Additional Plan Information
Rexnord is asking its stockholders to approve the amendment and restatement of the Plan in order to make several important changes to the Plan that are intended to better align with current practices in equity compensation (e.g., providing for a double trigger for vesting in the case of a change in control and eliminating liberal share recycling provisions) and to increase the number of shares of common stock available for issuance under the Plan by 3,800,000 shares, as described in the Proxy Statement.

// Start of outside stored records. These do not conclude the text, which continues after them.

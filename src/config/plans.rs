//! Subscription plan catalog.
//!
//! Plans are declared in config and synchronized into the database at
//! startup so subscriptions can reference them by id.
//!
//! ```toml
//! [plans]
//! free_plan_id = "free"
//!
//! [[plans.tiers]]
//! id = "free"
//! name = "Free"
//! tier_rank = 0
//!
//! [plans.tiers.limits.openai]
//! max_calls = 10
//!
//! [[plans.tiers]]
//! id = "pro"
//! name = "Pro"
//! tier_rank = 10
//! monthly_cost_ceiling_microcents = 50_000_000
//!
//! [plans.tiers.limits.openai]
//! max_calls = 0          # unlimited
//! max_tokens = 2_000_000
//! ```

use std::collections::{HashMap, HashSet};

use serde::{Deserialize, Serialize};

use super::ConfigError;
use crate::models::{ProviderLimit, SubscriptionPlan, UsageLimit};

/// Calls per provider granted by the built-in free plan.
pub const BUILTIN_FREE_CALLS: i64 = 10;

#[derive(Debug, Clone, Serialize, Deserialize)]
#[cfg_attr(feature = "json-schema", derive(schemars::JsonSchema))]
#[serde(deny_unknown_fields)]
pub struct PlansConfig {
    /// Plan synthesized for users without a stored subscription.
    #[serde(default = "default_free_plan_id")]
    pub free_plan_id: String,

    /// Plan definitions.
    #[serde(default)]
    pub tiers: Vec<PlanConfig>,
}

impl Default for PlansConfig {
    fn default() -> Self {
        Self {
            free_plan_id: default_free_plan_id(),
            tiers: Vec::new(),
        }
    }
}

impl PlansConfig {
    pub fn get(&self, plan_id: &str) -> Option<&PlanConfig> {
        self.tiers.iter().find(|p| p.id == plan_id)
    }

    /// The free plan, either as configured or the built-in default that
    /// allows [`BUILTIN_FREE_CALLS`] calls per known provider.
    pub fn free_plan<'a>(&self, known_providers: impl IntoIterator<Item = &'a String>) -> SubscriptionPlan {
        match self.get(&self.free_plan_id) {
            Some(plan) => plan.to_plan(),
            None => {
                let mut limits: Vec<ProviderLimit> = known_providers
                    .into_iter()
                    .map(|provider| ProviderLimit {
                        provider: provider.clone(),
                        max_calls: UsageLimit::Capped(BUILTIN_FREE_CALLS),
                        max_tokens: UsageLimit::Unlimited,
                    })
                    .collect();
                limits.sort_by(|a, b| a.provider.cmp(&b.provider));
                SubscriptionPlan {
                    id: self.free_plan_id.clone(),
                    name: "Free".to_string(),
                    tier_rank: 0,
                    monthly_cost_ceiling: UsageLimit::Unlimited,
                    limits,
                }
            }
        }
    }

    pub fn validate(&self, known_providers: &HashSet<&str>) -> Result<(), ConfigError> {
        let mut seen = HashSet::new();
        for plan in &self.tiers {
            if plan.id.trim().is_empty() {
                return Err(ConfigError::Validation("plan id cannot be empty".into()));
            }
            if !seen.insert(plan.id.as_str()) {
                return Err(ConfigError::Validation(format!(
                    "duplicate plan id '{}'",
                    plan.id
                )));
            }
            for (provider, limit) in &plan.limits {
                if !known_providers.contains(provider.as_str()) {
                    return Err(ConfigError::Validation(format!(
                        "plan '{}' sets limits for unknown provider '{}'",
                        plan.id, provider
                    )));
                }
                if limit.max_calls.is_some_and(|v| v < 0) || limit.max_tokens.is_some_and(|v| v < 0)
                {
                    return Err(ConfigError::Validation(format!(
                        "plan '{}' has a negative limit for provider '{}'",
                        plan.id, provider
                    )));
                }
            }
        }
        Ok(())
    }
}

fn default_free_plan_id() -> String {
    "free".to_string()
}

/// A single plan definition.
#[derive(Debug, Clone, Serialize, Deserialize)]
#[cfg_attr(feature = "json-schema", derive(schemars::JsonSchema))]
#[serde(deny_unknown_fields)]
pub struct PlanConfig {
    pub id: String,
    pub name: String,

    /// Ordinal rank used to classify plan changes as upgrades or downgrades.
    #[serde(default)]
    pub tier_rank: i32,

    /// Monthly cost ceiling in microcents. Omitted or 0 means unlimited.
    #[serde(default)]
    pub monthly_cost_ceiling_microcents: Option<i64>,

    /// Limits keyed by provider. Providers without an entry are unlimited.
    #[serde(default)]
    pub limits: HashMap<String, ProviderLimitConfig>,
}

impl PlanConfig {
    pub fn to_plan(&self) -> SubscriptionPlan {
        let mut limits: Vec<ProviderLimit> = self
            .limits
            .iter()
            .map(|(provider, limit)| ProviderLimit {
                provider: provider.clone(),
                max_calls: UsageLimit::from_config(limit.max_calls),
                max_tokens: UsageLimit::from_config(limit.max_tokens),
            })
            .collect();
        limits.sort_by(|a, b| a.provider.cmp(&b.provider));

        SubscriptionPlan {
            id: self.id.clone(),
            name: self.name.clone(),
            tier_rank: self.tier_rank,
            monthly_cost_ceiling: UsageLimit::from_config(self.monthly_cost_ceiling_microcents),
            limits,
        }
    }
}

/// Per-provider limits. Omitted or 0 means unlimited.
#[derive(Debug, Clone, Default, Serialize, Deserialize)]
#[cfg_attr(feature = "json-schema", derive(schemars::JsonSchema))]
#[serde(deny_unknown_fields)]
pub struct ProviderLimitConfig {
    #[serde(default)]
    pub max_calls: Option<i64>,
    #[serde(default)]
    pub max_tokens: Option<i64>,
}

#[cfg(test)]
mod tests {
    use super::*;

    #[test]
    fn test_builtin_free_plan_limits_every_known_provider() {
        let config = PlansConfig::default();
        let providers = vec!["openai".to_string(), "elevenlabs".to_string()];
        let plan = config.free_plan(&providers);

        assert_eq!(plan.id, "free");
        assert_eq!(plan.tier_rank, 0);
        assert_eq!(plan.limits.len(), 2);
        assert_eq!(plan.limits[0].provider, "elevenlabs");
        assert_eq!(plan.limits[0].max_calls, UsageLimit::Capped(10));
        assert_eq!(plan.limits[0].max_tokens, UsageLimit::Unlimited);
    }

    #[test]
    fn test_configured_free_plan_wins() {
        let mut config = PlansConfig::default();
        config.tiers.push(PlanConfig {
            id: "free".into(),
            name: "Starter".into(),
            tier_rank: 0,
            monthly_cost_ceiling_microcents: None,
            limits: HashMap::from([(
                "openai".to_string(),
                ProviderLimitConfig {
                    max_calls: Some(3),
                    max_tokens: Some(0),
                },
            )]),
        });

        let plan = config.free_plan(&Vec::new());
        assert_eq!(plan.name, "Starter");
        assert_eq!(plan.limits[0].max_calls, UsageLimit::Capped(3));
        assert_eq!(plan.limits[0].max_tokens, UsageLimit::Unlimited);
    }

    #[test]
    fn test_unknown_provider_rejected() {
        let mut config = PlansConfig::default();
        config.tiers.push(PlanConfig {
            id: "pro".into(),
            name: "Pro".into(),
            tier_rank: 1,
            monthly_cost_ceiling_microcents: None,
            limits: HashMap::from([("nope".to_string(), ProviderLimitConfig::default())]),
        });

        let known = HashSet::from(["openai"]);
        assert!(config.validate(&known).is_err());
    }
}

As of May 31, 2016, the record date for the annual meeting, Rexnord had 101,717,328 shares of common stock outstanding and:
| 1,080,085 shares remained available for future issuance under the Plan, including awards of 92,044 stock options at an exercise price of $19.70 per share and 179,015 performance stock units that are continent upon stockholder approval of the amended Plan; and |
| 10,525,343 shares were subject to outstanding awards under the Plan (and its predecessor), which consisted of: |
| 10,002,178 stock options, with a weighted average exercise price of $16.38 per share and a weighted average remaining contractual term of 6.1 years; |
| 258,963 restricted stock units; and |
| 264,202 performance stock units, which may be earned based on pre-defined goals over three-year performance periods (actual awards earned will not be determined until the end of each performance period). |
Proxy Voting
As a reminder, if for any reason you desire to revoke a submitted proxy or change your vote, your proxy may be revoked at any time prior to the annual meeting by submitting a duly executed proxy bearing a later date (including via www.voteproxy.com by entering your control number) or by written notice filed with the Corporate Secretary, or acting secretary of the annual meeting, and by voting in person at the annual meeting. Presence at the annual meeting of a stockholder who has appointed a proxy does not in itself revoke a proxy. If a broker, bank or other nominee holds your shares and you wish to change your proxy prior to the voting thereof, please contact the broker, bank or other nominee to determine whether, and if so how, such proxy can be revoked.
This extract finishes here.